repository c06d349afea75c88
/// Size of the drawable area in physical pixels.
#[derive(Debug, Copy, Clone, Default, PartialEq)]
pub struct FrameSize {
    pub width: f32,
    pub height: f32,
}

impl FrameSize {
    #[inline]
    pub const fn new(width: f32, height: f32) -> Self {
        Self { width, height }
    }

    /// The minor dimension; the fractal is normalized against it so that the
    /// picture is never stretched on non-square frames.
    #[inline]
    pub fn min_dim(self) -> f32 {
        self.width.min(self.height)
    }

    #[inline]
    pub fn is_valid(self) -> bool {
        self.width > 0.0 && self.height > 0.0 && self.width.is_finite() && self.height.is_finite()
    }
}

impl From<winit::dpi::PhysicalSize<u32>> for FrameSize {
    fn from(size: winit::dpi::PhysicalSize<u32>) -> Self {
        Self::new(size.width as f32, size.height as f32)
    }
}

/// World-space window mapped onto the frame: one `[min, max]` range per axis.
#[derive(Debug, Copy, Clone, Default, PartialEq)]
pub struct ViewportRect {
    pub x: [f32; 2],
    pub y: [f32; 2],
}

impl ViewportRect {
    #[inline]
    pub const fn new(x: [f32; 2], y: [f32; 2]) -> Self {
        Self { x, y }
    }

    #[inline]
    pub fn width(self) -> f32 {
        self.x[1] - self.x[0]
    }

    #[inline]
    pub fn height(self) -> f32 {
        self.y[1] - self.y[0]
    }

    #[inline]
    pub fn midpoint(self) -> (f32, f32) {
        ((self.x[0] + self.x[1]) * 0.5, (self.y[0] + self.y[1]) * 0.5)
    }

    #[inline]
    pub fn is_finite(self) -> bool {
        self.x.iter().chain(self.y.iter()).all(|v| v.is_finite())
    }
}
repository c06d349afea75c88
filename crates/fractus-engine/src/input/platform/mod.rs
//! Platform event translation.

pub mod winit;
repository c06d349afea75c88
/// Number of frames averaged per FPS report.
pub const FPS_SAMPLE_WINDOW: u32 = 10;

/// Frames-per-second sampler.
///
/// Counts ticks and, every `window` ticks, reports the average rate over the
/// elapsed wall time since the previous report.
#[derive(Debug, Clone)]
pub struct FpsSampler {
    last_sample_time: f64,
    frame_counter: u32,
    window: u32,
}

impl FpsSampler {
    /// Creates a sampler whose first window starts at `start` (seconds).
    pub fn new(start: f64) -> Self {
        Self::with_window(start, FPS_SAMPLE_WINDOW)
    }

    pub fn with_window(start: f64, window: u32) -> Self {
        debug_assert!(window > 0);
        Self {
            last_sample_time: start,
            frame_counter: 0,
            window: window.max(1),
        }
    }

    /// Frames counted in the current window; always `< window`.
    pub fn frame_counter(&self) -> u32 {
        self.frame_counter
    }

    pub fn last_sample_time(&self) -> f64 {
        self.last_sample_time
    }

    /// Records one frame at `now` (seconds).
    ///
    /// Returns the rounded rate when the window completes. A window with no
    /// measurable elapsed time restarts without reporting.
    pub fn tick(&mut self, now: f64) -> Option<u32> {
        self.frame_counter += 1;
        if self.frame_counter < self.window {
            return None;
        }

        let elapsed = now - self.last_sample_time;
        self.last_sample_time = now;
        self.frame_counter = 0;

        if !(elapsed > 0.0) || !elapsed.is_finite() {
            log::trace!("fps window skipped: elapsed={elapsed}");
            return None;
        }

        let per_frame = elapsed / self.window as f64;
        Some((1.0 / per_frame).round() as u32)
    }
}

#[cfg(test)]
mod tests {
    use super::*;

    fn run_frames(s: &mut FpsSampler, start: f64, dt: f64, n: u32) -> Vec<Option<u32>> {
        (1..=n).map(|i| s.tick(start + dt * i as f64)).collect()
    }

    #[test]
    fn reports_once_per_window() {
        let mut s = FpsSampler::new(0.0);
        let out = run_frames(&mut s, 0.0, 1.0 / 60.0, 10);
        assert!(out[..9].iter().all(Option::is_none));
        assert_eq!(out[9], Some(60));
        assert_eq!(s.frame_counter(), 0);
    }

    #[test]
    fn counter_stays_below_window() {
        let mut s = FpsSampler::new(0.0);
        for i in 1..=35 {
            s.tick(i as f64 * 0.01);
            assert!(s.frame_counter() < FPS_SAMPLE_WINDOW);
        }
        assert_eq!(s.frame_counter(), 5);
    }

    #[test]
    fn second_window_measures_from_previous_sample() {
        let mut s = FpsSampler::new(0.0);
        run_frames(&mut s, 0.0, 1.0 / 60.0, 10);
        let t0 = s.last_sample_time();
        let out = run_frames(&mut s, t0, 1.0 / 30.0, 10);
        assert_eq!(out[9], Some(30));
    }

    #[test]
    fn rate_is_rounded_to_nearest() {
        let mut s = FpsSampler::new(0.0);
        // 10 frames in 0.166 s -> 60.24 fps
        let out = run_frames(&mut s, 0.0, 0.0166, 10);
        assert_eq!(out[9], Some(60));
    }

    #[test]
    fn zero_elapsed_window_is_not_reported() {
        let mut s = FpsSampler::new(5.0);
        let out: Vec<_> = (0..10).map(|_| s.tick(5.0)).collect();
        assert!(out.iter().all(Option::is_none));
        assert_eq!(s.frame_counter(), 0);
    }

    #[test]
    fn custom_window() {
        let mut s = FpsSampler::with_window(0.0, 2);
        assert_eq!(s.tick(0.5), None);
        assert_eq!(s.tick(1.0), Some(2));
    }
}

• • •

_Aim of the task:_ Begin with the first line of the listing above and write out each line exactly, ending with the line that contains "pub const fn new(width: f32, height: f32)".

_Reply to the task:_
repository c06d349afea75c88
/// Size of the drawable area in physical pixels.
#[derive(Debug, Copy, Clone, Default, PartialEq)]
pub struct FrameSize {
    pub width: f32,
    pub height: f32,
}

impl FrameSize {
    #[inline]
    pub const fn new(width: f32, height: f32) -> Self {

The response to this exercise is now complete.